The fire that consumed 3000 homes and caused damage to another 15,500 on the night of April 12, started when a forest fire spread to poor neighbourhoods.  It killed 15. It was not the first time the neighbourhood had been engulfed by out-of-control fires.

Neighbourhood looked like a ‘bomb had dropped’

The ACT appeal will support some 1855 people. One part of the programme aims to improve facilities at a popular community centre that has become the hub for locals, serving as an aid distribution site. It offers showers, food and relief goods and volunteers give advice.

Las Cañas Community Center also has a dining hall that serves 300 lunches each day, and has become a focal point for residents to organise themselves and demand their rights. “The centre is a very basic building but it’s wonderful to have these courageous young volunteers working here. This is the base from which the response is carried out,” Anderson said.

The rooms are filled with household goods: toiletries, soap, food for 300 a day and clothing is stored under makeshift tents outside.

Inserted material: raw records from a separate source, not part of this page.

//! Request and notification handling.
//!
//! [`Coordinator`] owns all server state: open documents, the session cache,
//! the debouncer, and the pipeline. The server loop feeds it one message at
//! a time, so no handler ever overlaps another.

use std::path::PathBuf;

use lichen_types::{
    CompletionItem, DidChangeTextDocumentParams, DidCloseTextDocumentParams,
    DidOpenTextDocumentParams, InitializeParams, Location, TextDocumentPositionParams,
};
use tokio::time::Instant;

use crate::client::Client;
use crate::debounce::{ChangeEvent, Debouncer};
use crate::documents::DocumentStore;
use crate::engine::EngineFactory;
use crate::paths;
use crate::pipeline::{DiagnosticPipeline, PipelineOutcome};
use crate::prerequisites::Discover;
use crate::session::SessionCache;
use crate::types::AnalysisConfig;

const SERVER_NAME: &str = "lichen-ls";
/// `TextDocumentSyncKind.Incremental`.
const SYNC_INCREMENTAL: u8 = 2;

pub struct Coordinator<F: EngineFactory, D> {
    client: Client,
    documents: DocumentStore,
    sessions: SessionCache<F, D>,
    debouncer: Debouncer,
    pipeline: DiagnosticPipeline,
    require_clean_session: bool,
    setup_error_sent: bool,
}

impl<F: EngineFactory, D: Discover> Coordinator<F, D> {
    pub fn new(client: Client, sessions: SessionCache<F, D>, config: &AnalysisConfig) -> Self {
        Self {
            client,
            documents: DocumentStore::new(),
            sessions,
            debouncer: Debouncer::new(config.debounce()),
            pipeline: DiagnosticPipeline::new(),
            require_clean_session: config.require_clean_session,
            setup_error_sent: false,
        }
    }

    /// Probe the toolchain and describe the server's capabilities.
    pub async fn initialize(&mut self, params: &InitializeParams) -> serde_json::Value {
        if let Err(e) = self.sessions.ensure_prerequisites().await {
            tracing::warn!("LichenScript toolchain not found: {e}");
        }

        let mut capabilities = serde_json::json!({
            "textDocumentSync": SYNC_INCREMENTAL,
            "completionProvider": {
                "resolveProvider": false,
                "triggerCharacters": ["."],
            },
            "definitionProvider": true,
        });
        if params.capabilities.supports_workspace_folders() {
            capabilities["workspace"] = serde_json::json!({
                "workspaceFolders": { "supported": true }
            });
        }

        serde_json::json!({
            "capabilities": capabilities,
            "serverInfo": {
                "name": SERVER_NAME,
                "version": env!("CARGO_PKG_VERSION"),
            },
        })
    }

    /// Report a missing toolchain to the user, once per server lifetime.
    pub async fn initialized(&mut self) {
        tracing::info!("Client initialized");
        if !self.sessions.has_prerequisites() && !self.setup_error_sent {
            self.setup_error_sent = true;
            self.client.show_setup_error().await;
        }
    }

    /// Opening analyzes immediately, without waiting for the idle window.
    pub async fn did_open(&mut self, params: DidOpenTextDocumentParams) {
        let document = self.documents.open(params.text_document);
        tracing::debug!(uri = %document.uri(), "Document opened");
        let event = ChangeEvent {
            uri: document.uri().clone(),
            text: document.text().to_string(),
        };
        self.analyze(event).await;
    }

    pub fn did_change(&mut self, params: DidChangeTextDocumentParams, now: Instant) {
        let document = match self.documents.change(params) {
            Ok(document) => document,
            Err(e) => {
                tracing::warn!("Ignoring change: {e}");
                return;
            }
        };
        let event = ChangeEvent {
            uri: document.uri().clone(),
            text: document.text().to_string(),
        };
        if let Some(superseded) = self.debouncer.arm(event, now) {
            tracing::trace!(uri = %superseded.uri, "Buffered change superseded");
        }
    }

    pub fn did_close(&mut self, params: &DidCloseTextDocumentParams) {
        let uri = &params.text_document.uri;
        if self.documents.close(uri).is_none() {
            tracing::debug!(%uri, "Close for document that was not open");
        }
    }

    #[must_use]
    pub fn debounce_deadline(&self) -> Option<Instant> {
        self.debouncer.deadline()
    }

    /// Run the pipeline for the buffered change if its window has elapsed.
    pub async fn fire_expired(&mut self, now: Instant) {
        if let Some(event) = self.debouncer.take_expired(now) {
            self.analyze(event).await;
        }
    }

    /// Run the pipeline for the buffered change now, if there is one.
    pub async fn flush(&mut self) {
        if let Some(event) = self.debouncer.flush() {
            tracing::debug!(uri = %event.uri, "Flushing buffered change before query");
            self.analyze(event).await;
        }
    }

    pub async fn completion(
        &mut self,
        params: &TextDocumentPositionParams,
    ) -> Option<Vec<CompletionItem>> {
        self.flush().await;
        let (path, offset) = self.query_point(params)?;
        let session = self
            .sessions
            .lookup(&paths::containing_directory(&path))?;
        if self.require_clean_session && session.has_error() {
            tracing::debug!(
                path = %path.display(),
                "Withholding completions; last analysis had errors"
            );
            return None;
        }
        match session.locate_completions(&path, offset).await {
            Ok(items) => Some(items),
            Err(e) => {
                tracing::warn!(path = %path.display(), "Completion failed: {e}");
                None
            }
        }
    }

    pub async fn definition(&mut self, params: &TextDocumentPositionParams) -> Option<Location> {
        self.flush().await;
        let (path, offset) = self.query_point(params)?;
        let session = self
            .sessions
            .lookup(&paths::containing_directory(&path))?;
        match session.locate_definition(&path, offset).await {
            Ok(location) => location,
            Err(e) => {
                tracing::warn!(path = %path.display(), "Definition lookup failed: {e}");
                None
            }
        }
    }

    fn query_point(&self, params: &TextDocumentPositionParams) -> Option<(PathBuf, usize)> {
        let uri = &params.text_document.uri;
        let path = paths::resolve_local_path(uri)?;
        let document = self.documents.get(uri)?;
        Some((path, document.offset_at(params.position)))
    }

    async fn analyze(&mut self, event: ChangeEvent) {
        let outcome = self
            .pipeline
            .run(&mut self.sessions, &event.uri, &event.text)
            .await;
        if let PipelineOutcome::Publish(params) = outcome {
            self.client.publish_diagnostics(&params).await;
        }
    }
}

“Living on the hill, 80 per cent of the volunteers lost their homes. After the fire, it looked like a bomb had been dropped, all the houses were wiped out and burnt. Now there’s enormous frustration about what’s happening, and they wonder whether their voices will be heard in the process of rebuilding. They don’t want to rebuild under the same inequitable, pre-fire socio-economic conditions. Will they have enough voice to oppose buildings made of hazardous materials, in a way that’s sustainable and gives the people the dignity that they believe they and their neighbours deserve? These young people angry, passionate and saw the fire as completely preventable. “

Community leaders too were angry they hadn’t been listened to, having brought many concerns before the government about the dangers of the houses on the hill. “They feel they will have to work hard with the nine other worst affected hills to build a stronger advocacy voice – one that involves communities in a much more sustainable and participatory way,” Anderson said.

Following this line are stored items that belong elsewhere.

//! Configuration consumed by the server.
//!
//! `lichen-config` deserializes these from the user's config file; the
//! binary hands them to [`crate::Toolchain`], [`crate::ProcessEngineFactory`],
//! and [`crate::serve`].

use std::path::PathBuf;
use std::time::Duration;

use serde::Deserialize;

const DEFAULT_TOOLCHAIN_COMMAND: &str = "lsc";
const DEFAULT_DEBOUNCE_MS: u64 = 300;
const DEFAULT_SEARCH_DIR_NAME: &str = "node_modules";

/// Configuration for the language server.
#[derive(Debug, Clone, Default, Deserialize)]
#[serde(default)]
pub struct LspConfig {
    pub toolchain: ToolchainConfig,
    pub analysis: AnalysisConfig,
    pub engine: EngineHostConfig,
}

/// How to locate the installed LichenScript toolchain.
#[derive(Debug, Clone, Deserialize)]
#[serde(default)]
pub struct ToolchainConfig {
    /// Toolchain executable (e.g. "lsc").
    pub command: String,
    /// Runtime directory; skips discovery together with `std_dir`.
    pub runtime_dir: Option<PathBuf>,
    /// Standard library directory.
    pub std_dir: Option<PathBuf>,
}

impl Default for ToolchainConfig {
    fn default() -> Self {
        Self {
            command: DEFAULT_TOOLCHAIN_COMMAND.to_string(),
            runtime_dir: None,
            std_dir: None,
        }
    }
}

#[derive(Debug, Clone, Deserialize)]
#[serde(default)]
pub struct AnalysisConfig {
    /// Idle window before a buffered edit is analyzed.
    pub debounce_ms: u64,
    /// Withhold completions while the session's last analysis had errors.
    pub require_clean_session: bool,
    /// Dependency directory name searched in every ancestor.
    pub search_dir_name: String,
}

impl AnalysisConfig {
    #[must_use]
    pub fn debounce(&self) -> Duration {
        Duration::from_millis(self.debounce_ms)
    }
}

impl Default for AnalysisConfig {
    fn default() -> Self {
        Self {
            debounce_ms: DEFAULT_DEBOUNCE_MS,
            require_clean_session: false,
            search_dir_name: DEFAULT_SEARCH_DIR_NAME.to_string(),
        }
    }
}

/// Engine host process. `command` falls back to the toolchain command.
#[derive(Debug, Clone, Deserialize)]
#[serde(default)]
pub struct EngineHostConfig {
    pub command: Option<String>,
    pub args: Vec<String>,
}

impl EngineHostConfig {
    #[must_use]
    pub fn command<'a>(&'a self, toolchain: &'a ToolchainConfig) -> &'a str {
        self.command.as_deref().unwrap_or(&toolchain.command)
    }
}

impl Default for EngineHostConfig {
    fn default() -> Self {
        Self {
            command: None,
            args: vec!["intellisense".to_string()],
        }
    }
}

#[cfg(test)]
mod tests {
    use super::*;

    #[test]
    fn test_defaults() {
        let config = LspConfig::default();
        assert_eq!(config.toolchain.command, "lsc");
        assert_eq!(config.analysis.debounce(), Duration::from_millis(300));
        assert!(!config.analysis.require_clean_session);
        assert_eq!(config.analysis.search_dir_name, "node_modules");
        assert_eq!(config.engine.command(&config.toolchain), "lsc");
        assert_eq!(config.engine.args, ["intellisense"]);
    }

    #[test]
    fn test_partial_sections_keep_defaults() {
        let config: LspConfig = serde_json::from_value(serde_json::json!({
            "analysis": { "debounce_ms": 50 },
            "engine": { "command": "lsc-intellisense" }
        }))
        .unwrap();
        assert_eq!(config.analysis.debounce_ms, 50);
        assert_eq!(config.analysis.search_dir_name, "node_modules");
        assert_eq!(config.engine.command(&config.toolchain), "lsc-intellisense");
        assert_eq!(config.engine.args, ["intellisense"]);
    }

    #[test]
    fn test_toolchain_overrides() {
        let config: ToolchainConfig = serde_json::from_value(serde_json::json!({
            "runtime_dir": "/opt/lsc/runtime",
            "std_dir": "/opt/lsc/std"
        }))
        .unwrap();
        assert_eq!(config.command, "lsc");
        assert_eq!(config.std_dir, Some(PathBuf::from("/opt/lsc/std")));
    }
}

Another aspect of the work will be carried out by another ACT member, CREAS, which will work with women, encouraging them to make their voices heard in the reconstruction process. Another component of the work will be ensuring homes for up to 1200 people are warm enough for the upcoming winter.

Anderson said the recovery process would be long. “The fire exposed the enormous poverty, inequality and lack of urban planning that affects Valparaiso. With over 3000 homes destroyed, 12,500 damaged over 10 hills, it is going to take a long time to really rebuild. Hopefully with a participatory process that includes the voices and vision of the communities themselves.”

Residents living precarious existence

Survivors are forced to live a precarious existence, on their former properties, in tents or shacks of corrugated tin and boards rescued from the fire. The first emergency dwellings lacked water proofing. As the winter cold and rains set in, the now-bare hillsides, which lack vegetation to contain the soil, also face the threat of landslides. Lack of running water, poor nutrition and cold weather will heighten people’s susceptibility to illness.

People who live in land occupations in the ravines are even more vulnerable. These communities live in constant fear of being evicted or not receiving the same benefits as those who have deeds to their properties.

Volunteers were the lifeblood of the emergency. Thousands of volunteers and community organizations from throughout the country responded to the emergency. Volunteers were essential in the process of clearing a great amount of the debris and organised solidarity drives to collect food, clothing, personal hygiene items and other basic, urgent supplies. Today, few of the 15,000 volunteers who worked in the initial weeks after the fire are to be seen, yet families still need support to prepare the ground for installing emergency dwellings. Trucks do not go up the hills, so the pre-fab wooden panels for the emergency housing units must be brought up in any way people can.

Residents complain that government officials are absent on the damaged hillside neighborhoods and have not solved the most pressing problems. Moreover, there is no information about how to apply for the promised emergency assistance funds.